**PROBLEM DESCRIPTION**
Scan the listing below for the word "buffer" and state how many lines hold it. Write nothing but the number.

**AVAILABLE DATA**
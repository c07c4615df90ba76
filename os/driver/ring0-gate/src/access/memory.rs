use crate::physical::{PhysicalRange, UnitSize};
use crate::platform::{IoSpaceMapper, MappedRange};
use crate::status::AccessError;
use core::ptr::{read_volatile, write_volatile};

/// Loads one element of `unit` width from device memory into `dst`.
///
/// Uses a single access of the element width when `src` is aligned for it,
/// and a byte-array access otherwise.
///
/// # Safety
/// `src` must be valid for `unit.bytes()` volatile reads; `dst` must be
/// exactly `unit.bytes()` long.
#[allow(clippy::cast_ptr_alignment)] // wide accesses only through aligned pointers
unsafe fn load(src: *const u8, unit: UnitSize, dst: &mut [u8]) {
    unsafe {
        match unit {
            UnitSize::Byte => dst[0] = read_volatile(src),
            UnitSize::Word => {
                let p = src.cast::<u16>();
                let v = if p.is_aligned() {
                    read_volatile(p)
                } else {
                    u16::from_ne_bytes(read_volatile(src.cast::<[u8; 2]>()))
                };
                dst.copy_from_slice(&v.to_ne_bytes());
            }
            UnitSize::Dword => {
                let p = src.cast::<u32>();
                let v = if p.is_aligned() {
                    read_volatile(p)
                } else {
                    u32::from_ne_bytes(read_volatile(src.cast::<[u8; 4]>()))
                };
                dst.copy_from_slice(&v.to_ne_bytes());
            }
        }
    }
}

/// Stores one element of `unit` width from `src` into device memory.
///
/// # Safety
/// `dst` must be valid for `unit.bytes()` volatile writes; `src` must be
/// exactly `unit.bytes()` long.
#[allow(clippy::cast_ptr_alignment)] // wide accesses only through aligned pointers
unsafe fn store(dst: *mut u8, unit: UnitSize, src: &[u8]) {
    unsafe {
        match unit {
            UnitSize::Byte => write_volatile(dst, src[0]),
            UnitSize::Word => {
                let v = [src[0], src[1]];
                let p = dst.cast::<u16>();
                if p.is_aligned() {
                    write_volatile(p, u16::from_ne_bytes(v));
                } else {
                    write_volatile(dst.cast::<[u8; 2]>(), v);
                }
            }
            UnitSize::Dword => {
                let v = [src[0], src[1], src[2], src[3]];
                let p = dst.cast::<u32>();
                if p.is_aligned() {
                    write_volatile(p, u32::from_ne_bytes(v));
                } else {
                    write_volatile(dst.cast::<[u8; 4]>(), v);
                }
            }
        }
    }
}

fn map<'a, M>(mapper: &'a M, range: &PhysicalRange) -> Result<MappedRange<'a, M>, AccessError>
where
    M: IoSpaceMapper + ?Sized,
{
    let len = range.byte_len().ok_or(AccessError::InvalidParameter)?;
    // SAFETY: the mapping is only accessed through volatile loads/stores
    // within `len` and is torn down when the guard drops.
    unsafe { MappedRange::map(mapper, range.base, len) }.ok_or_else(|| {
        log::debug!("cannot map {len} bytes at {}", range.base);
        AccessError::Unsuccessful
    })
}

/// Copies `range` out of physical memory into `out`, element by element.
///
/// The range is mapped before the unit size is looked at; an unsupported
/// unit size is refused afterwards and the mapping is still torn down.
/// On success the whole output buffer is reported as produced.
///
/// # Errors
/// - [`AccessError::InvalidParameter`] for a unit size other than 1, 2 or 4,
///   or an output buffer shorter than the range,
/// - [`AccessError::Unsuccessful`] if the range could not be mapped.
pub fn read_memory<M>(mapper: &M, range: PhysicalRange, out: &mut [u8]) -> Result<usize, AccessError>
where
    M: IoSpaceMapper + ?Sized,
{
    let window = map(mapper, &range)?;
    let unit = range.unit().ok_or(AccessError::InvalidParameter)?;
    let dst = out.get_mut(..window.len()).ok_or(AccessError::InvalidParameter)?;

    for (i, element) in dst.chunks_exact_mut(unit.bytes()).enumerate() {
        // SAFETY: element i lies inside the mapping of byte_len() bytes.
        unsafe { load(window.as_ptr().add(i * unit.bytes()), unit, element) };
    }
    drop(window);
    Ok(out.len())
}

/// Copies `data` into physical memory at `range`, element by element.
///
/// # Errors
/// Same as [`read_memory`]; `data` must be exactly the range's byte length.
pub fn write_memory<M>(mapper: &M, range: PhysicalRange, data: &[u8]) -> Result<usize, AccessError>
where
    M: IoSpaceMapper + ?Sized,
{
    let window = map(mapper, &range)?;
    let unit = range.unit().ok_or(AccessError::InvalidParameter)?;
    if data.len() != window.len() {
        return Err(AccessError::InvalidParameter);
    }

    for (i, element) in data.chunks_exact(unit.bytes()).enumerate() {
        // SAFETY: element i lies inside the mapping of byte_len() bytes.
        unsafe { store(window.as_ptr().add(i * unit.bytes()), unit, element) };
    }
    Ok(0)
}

...

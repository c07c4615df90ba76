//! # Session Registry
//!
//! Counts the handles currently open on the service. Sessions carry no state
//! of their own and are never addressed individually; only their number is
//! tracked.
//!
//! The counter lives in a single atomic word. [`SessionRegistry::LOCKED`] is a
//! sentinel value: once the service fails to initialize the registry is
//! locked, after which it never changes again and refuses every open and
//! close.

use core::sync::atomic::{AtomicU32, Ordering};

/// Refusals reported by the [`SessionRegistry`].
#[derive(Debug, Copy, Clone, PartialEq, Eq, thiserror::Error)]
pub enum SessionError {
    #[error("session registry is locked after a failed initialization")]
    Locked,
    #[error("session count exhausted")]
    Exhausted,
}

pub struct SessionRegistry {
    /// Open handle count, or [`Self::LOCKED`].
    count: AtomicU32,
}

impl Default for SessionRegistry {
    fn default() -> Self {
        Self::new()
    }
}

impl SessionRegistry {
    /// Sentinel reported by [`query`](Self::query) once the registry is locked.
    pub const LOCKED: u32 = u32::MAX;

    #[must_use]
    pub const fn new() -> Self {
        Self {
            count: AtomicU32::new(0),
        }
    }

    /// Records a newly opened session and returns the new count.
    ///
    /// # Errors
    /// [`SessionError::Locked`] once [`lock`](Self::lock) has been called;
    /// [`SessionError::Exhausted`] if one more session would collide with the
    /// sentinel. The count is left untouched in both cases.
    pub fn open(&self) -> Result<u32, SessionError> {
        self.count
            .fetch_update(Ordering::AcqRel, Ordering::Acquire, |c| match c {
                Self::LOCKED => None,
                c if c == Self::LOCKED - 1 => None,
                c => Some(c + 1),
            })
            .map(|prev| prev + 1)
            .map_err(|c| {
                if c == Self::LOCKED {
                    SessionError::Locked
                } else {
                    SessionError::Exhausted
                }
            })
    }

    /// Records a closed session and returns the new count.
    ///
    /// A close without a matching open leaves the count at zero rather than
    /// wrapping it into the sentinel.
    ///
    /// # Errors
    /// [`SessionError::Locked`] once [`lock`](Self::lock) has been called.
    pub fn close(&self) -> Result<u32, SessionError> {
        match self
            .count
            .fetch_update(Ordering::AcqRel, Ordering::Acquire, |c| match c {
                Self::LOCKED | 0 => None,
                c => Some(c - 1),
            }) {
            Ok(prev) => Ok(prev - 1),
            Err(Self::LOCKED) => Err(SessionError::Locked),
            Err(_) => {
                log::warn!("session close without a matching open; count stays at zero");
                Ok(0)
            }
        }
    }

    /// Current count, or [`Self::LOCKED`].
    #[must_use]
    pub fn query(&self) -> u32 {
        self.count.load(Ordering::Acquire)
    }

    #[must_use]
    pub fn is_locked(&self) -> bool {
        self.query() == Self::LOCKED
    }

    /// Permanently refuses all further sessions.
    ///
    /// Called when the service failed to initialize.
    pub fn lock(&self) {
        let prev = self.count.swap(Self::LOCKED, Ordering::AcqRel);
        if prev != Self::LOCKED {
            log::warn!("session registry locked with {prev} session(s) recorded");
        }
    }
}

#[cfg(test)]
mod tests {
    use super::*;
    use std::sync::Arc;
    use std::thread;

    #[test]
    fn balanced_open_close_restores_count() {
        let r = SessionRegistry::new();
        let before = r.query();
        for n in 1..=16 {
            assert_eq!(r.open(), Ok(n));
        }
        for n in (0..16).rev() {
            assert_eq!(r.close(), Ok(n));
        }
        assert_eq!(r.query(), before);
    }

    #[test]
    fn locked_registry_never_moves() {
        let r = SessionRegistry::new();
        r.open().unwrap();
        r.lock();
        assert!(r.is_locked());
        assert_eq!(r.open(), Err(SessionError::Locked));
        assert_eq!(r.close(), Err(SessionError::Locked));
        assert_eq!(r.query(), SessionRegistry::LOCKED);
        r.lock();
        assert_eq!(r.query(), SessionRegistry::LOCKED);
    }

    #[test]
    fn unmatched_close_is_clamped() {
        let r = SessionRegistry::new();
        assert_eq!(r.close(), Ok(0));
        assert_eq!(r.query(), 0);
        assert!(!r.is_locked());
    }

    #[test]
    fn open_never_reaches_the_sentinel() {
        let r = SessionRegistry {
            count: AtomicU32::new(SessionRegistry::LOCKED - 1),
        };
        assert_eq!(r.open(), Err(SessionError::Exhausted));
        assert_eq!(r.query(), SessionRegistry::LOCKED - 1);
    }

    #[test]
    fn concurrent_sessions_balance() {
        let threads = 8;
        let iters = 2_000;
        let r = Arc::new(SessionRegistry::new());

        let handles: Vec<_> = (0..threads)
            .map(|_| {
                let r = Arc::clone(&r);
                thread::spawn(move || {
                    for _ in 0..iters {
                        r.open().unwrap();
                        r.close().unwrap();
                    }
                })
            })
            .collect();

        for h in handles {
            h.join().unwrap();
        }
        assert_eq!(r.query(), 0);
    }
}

**RESPONSE TO THE TASK**
2